-- What the task requires --
Only those lines in the data below from the line containing "filename core/src/context.rs" through the line containing "licenses this file", both included, should be restated word for word.

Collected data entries
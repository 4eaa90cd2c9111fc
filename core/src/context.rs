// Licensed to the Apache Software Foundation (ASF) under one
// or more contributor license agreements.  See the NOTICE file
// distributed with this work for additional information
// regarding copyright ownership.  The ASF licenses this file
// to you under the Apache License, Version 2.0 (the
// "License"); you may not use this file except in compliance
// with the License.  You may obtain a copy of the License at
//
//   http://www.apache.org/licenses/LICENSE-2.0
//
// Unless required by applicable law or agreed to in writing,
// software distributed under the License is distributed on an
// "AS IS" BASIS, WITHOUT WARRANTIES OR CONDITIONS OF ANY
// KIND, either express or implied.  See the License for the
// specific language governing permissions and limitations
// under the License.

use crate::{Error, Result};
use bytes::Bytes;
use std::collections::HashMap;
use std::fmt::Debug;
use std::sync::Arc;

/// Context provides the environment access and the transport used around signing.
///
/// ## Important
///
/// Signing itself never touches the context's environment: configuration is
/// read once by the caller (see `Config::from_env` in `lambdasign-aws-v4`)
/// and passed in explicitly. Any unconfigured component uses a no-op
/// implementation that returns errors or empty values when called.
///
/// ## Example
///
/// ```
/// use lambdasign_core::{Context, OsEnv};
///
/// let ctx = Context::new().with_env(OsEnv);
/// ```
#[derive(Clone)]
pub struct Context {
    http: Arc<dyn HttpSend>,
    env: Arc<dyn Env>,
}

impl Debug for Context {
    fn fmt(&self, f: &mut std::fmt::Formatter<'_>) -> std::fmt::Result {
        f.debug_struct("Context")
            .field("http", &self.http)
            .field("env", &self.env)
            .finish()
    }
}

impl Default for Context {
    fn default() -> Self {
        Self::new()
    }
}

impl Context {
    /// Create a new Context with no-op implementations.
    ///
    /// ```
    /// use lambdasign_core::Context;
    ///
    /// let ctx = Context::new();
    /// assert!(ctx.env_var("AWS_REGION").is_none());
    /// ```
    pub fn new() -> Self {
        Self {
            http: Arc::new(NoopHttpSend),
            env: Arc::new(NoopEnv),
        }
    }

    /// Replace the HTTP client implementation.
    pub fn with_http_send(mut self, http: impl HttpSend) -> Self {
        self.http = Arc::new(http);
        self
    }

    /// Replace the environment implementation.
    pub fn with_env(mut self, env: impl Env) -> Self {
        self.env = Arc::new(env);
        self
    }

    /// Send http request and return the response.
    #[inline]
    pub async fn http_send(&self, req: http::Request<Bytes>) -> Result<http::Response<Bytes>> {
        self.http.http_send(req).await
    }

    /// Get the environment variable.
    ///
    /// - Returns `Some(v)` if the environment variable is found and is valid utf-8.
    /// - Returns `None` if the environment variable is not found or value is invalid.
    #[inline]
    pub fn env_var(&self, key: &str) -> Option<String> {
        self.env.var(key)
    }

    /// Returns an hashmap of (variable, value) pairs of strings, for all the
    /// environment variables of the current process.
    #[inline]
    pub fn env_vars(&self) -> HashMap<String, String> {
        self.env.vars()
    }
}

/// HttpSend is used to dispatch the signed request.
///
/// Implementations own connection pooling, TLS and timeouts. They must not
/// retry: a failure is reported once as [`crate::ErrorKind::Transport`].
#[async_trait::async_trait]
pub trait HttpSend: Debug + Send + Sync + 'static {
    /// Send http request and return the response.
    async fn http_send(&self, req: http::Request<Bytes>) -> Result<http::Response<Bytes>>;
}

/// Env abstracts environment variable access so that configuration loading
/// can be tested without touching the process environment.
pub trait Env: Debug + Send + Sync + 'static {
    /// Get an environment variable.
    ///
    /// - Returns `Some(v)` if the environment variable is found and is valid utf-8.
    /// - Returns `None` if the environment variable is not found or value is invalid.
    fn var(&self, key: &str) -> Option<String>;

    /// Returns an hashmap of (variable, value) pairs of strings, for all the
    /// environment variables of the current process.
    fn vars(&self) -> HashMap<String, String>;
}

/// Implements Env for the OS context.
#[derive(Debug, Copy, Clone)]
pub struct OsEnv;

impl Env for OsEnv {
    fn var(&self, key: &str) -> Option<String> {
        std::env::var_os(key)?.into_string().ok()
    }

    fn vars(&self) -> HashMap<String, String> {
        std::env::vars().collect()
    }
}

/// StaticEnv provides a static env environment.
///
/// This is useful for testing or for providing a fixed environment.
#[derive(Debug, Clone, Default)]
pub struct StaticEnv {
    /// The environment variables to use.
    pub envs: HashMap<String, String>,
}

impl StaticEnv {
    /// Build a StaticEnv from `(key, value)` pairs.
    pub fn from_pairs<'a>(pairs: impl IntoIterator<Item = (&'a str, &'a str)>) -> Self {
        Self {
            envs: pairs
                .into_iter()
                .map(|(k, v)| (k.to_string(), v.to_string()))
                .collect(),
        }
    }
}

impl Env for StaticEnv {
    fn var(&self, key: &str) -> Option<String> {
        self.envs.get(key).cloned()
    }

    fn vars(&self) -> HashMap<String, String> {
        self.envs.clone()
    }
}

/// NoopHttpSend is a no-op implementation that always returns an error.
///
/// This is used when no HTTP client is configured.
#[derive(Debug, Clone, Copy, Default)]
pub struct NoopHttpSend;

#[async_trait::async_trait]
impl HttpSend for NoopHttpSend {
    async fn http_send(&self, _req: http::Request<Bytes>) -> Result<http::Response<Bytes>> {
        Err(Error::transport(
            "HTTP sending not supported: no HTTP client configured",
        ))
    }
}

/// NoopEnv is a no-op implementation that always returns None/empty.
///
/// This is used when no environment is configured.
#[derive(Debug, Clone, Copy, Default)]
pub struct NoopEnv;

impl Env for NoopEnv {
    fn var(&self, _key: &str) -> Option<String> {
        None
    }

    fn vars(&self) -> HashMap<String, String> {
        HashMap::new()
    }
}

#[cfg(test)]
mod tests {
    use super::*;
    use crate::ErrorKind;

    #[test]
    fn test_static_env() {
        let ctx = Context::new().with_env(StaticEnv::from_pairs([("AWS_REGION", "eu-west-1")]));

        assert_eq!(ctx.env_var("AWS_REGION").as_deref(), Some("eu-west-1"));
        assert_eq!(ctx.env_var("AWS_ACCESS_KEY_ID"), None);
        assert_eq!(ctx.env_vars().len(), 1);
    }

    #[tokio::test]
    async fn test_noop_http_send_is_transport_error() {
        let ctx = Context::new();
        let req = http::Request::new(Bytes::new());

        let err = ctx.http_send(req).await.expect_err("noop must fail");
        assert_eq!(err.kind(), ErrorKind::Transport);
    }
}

* * *

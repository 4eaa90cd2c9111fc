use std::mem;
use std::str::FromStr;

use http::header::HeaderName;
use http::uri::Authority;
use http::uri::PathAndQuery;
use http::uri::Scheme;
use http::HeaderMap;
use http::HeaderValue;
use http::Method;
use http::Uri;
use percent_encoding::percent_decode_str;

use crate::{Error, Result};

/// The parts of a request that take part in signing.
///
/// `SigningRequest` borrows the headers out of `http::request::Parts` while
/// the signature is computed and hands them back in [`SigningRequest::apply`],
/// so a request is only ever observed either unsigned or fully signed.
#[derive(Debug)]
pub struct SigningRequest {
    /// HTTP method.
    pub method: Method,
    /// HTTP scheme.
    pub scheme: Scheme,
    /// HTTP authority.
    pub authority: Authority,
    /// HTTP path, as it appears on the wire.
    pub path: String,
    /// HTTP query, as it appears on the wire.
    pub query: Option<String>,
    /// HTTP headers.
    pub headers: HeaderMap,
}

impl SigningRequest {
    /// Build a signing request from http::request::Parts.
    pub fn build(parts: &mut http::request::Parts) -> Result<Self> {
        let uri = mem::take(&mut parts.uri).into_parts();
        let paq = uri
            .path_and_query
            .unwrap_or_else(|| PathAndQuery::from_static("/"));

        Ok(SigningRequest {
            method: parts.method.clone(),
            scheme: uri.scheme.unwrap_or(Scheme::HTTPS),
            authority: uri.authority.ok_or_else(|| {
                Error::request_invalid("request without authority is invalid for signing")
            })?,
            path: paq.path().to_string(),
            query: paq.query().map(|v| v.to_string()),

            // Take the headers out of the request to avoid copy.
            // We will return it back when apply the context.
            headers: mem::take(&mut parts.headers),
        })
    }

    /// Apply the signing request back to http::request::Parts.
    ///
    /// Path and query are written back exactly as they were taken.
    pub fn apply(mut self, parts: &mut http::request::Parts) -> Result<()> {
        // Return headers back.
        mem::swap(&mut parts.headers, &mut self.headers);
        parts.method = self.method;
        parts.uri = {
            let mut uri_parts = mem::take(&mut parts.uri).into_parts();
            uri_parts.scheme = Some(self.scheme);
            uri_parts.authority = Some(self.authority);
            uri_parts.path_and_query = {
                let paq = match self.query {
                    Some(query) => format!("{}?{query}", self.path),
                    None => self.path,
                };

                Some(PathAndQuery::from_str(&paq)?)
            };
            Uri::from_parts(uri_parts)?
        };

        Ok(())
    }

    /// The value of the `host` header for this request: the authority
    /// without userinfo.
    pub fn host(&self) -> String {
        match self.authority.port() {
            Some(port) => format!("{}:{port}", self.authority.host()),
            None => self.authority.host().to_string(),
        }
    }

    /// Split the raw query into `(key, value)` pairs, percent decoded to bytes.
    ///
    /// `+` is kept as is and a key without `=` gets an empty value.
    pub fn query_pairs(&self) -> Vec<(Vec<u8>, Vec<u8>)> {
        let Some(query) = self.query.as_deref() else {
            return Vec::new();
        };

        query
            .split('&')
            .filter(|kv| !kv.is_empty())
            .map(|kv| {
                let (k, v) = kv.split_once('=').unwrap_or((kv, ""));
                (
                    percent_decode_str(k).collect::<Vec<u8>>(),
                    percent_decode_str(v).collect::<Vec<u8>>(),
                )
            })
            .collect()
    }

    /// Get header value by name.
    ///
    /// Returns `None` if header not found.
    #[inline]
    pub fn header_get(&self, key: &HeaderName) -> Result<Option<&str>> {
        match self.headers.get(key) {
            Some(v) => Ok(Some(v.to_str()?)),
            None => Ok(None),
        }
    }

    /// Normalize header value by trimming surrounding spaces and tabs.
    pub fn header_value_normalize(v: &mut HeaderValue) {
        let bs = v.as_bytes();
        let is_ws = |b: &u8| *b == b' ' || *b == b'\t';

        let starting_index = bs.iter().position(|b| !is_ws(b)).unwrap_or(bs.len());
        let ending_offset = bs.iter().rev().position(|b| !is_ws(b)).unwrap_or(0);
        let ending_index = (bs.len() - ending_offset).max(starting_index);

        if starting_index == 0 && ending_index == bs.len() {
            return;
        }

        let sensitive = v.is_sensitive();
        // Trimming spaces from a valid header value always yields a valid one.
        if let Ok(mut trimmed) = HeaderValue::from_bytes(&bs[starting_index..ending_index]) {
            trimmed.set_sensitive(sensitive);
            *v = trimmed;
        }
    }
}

...

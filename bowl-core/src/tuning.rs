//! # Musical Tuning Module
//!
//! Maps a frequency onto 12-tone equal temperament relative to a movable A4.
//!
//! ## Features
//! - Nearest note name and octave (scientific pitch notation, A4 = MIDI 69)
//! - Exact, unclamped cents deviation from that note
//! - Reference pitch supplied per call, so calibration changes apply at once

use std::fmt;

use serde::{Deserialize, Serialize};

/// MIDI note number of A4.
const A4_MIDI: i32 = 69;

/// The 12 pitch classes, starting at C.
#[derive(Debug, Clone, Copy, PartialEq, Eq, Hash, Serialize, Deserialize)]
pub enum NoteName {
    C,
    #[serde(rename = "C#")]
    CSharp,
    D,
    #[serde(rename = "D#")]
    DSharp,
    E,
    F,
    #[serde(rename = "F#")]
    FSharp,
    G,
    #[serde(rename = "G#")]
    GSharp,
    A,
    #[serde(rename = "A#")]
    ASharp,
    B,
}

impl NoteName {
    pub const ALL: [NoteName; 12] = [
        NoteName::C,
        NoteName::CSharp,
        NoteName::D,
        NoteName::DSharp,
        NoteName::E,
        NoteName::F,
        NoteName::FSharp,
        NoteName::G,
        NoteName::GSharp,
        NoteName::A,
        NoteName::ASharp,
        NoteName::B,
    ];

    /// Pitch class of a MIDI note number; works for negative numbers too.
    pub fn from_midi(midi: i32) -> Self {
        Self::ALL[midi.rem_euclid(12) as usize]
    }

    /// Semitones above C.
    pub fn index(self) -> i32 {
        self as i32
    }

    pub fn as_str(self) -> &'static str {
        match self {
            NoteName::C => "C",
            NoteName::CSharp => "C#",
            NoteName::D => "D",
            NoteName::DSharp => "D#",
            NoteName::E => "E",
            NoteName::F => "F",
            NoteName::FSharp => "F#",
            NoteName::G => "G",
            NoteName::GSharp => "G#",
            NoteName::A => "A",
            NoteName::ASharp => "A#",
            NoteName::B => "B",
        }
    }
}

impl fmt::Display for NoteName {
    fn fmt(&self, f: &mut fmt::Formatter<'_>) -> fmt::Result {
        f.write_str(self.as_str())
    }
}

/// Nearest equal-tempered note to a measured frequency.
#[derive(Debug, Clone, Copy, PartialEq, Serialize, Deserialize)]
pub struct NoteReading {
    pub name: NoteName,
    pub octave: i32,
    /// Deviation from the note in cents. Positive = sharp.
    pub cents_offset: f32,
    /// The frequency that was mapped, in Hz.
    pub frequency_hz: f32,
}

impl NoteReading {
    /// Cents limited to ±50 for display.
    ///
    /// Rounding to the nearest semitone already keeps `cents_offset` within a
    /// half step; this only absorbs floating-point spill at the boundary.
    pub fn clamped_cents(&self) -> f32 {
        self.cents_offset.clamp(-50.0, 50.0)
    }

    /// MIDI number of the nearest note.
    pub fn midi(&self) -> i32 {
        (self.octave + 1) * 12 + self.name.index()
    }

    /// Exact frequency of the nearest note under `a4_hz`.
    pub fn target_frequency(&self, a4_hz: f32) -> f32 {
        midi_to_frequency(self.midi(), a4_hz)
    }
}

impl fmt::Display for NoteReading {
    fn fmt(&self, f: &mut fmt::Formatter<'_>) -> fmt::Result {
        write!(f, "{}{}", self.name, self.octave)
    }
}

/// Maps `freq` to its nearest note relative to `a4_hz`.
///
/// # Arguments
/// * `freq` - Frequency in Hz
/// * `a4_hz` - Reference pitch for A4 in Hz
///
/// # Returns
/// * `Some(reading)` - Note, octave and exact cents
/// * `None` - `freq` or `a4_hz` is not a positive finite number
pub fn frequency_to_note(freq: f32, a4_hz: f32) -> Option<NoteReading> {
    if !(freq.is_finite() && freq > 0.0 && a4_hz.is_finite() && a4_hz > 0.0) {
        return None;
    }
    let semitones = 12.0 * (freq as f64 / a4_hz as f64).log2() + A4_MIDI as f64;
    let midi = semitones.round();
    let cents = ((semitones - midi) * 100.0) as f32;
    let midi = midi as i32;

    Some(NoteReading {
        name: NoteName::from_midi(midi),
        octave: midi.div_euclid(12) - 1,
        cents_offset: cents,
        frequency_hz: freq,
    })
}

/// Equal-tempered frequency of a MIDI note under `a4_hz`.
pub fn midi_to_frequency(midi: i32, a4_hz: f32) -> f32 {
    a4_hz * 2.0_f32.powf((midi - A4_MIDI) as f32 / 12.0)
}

-- Response area --
filename core/src/context.rs
// Licensed to the Apache Software Foundation (ASF) under one
// or more contributor license agreements.  See the NOTICE file
// distributed with this work for additional information
// regarding copyright ownership.  The ASF licenses this file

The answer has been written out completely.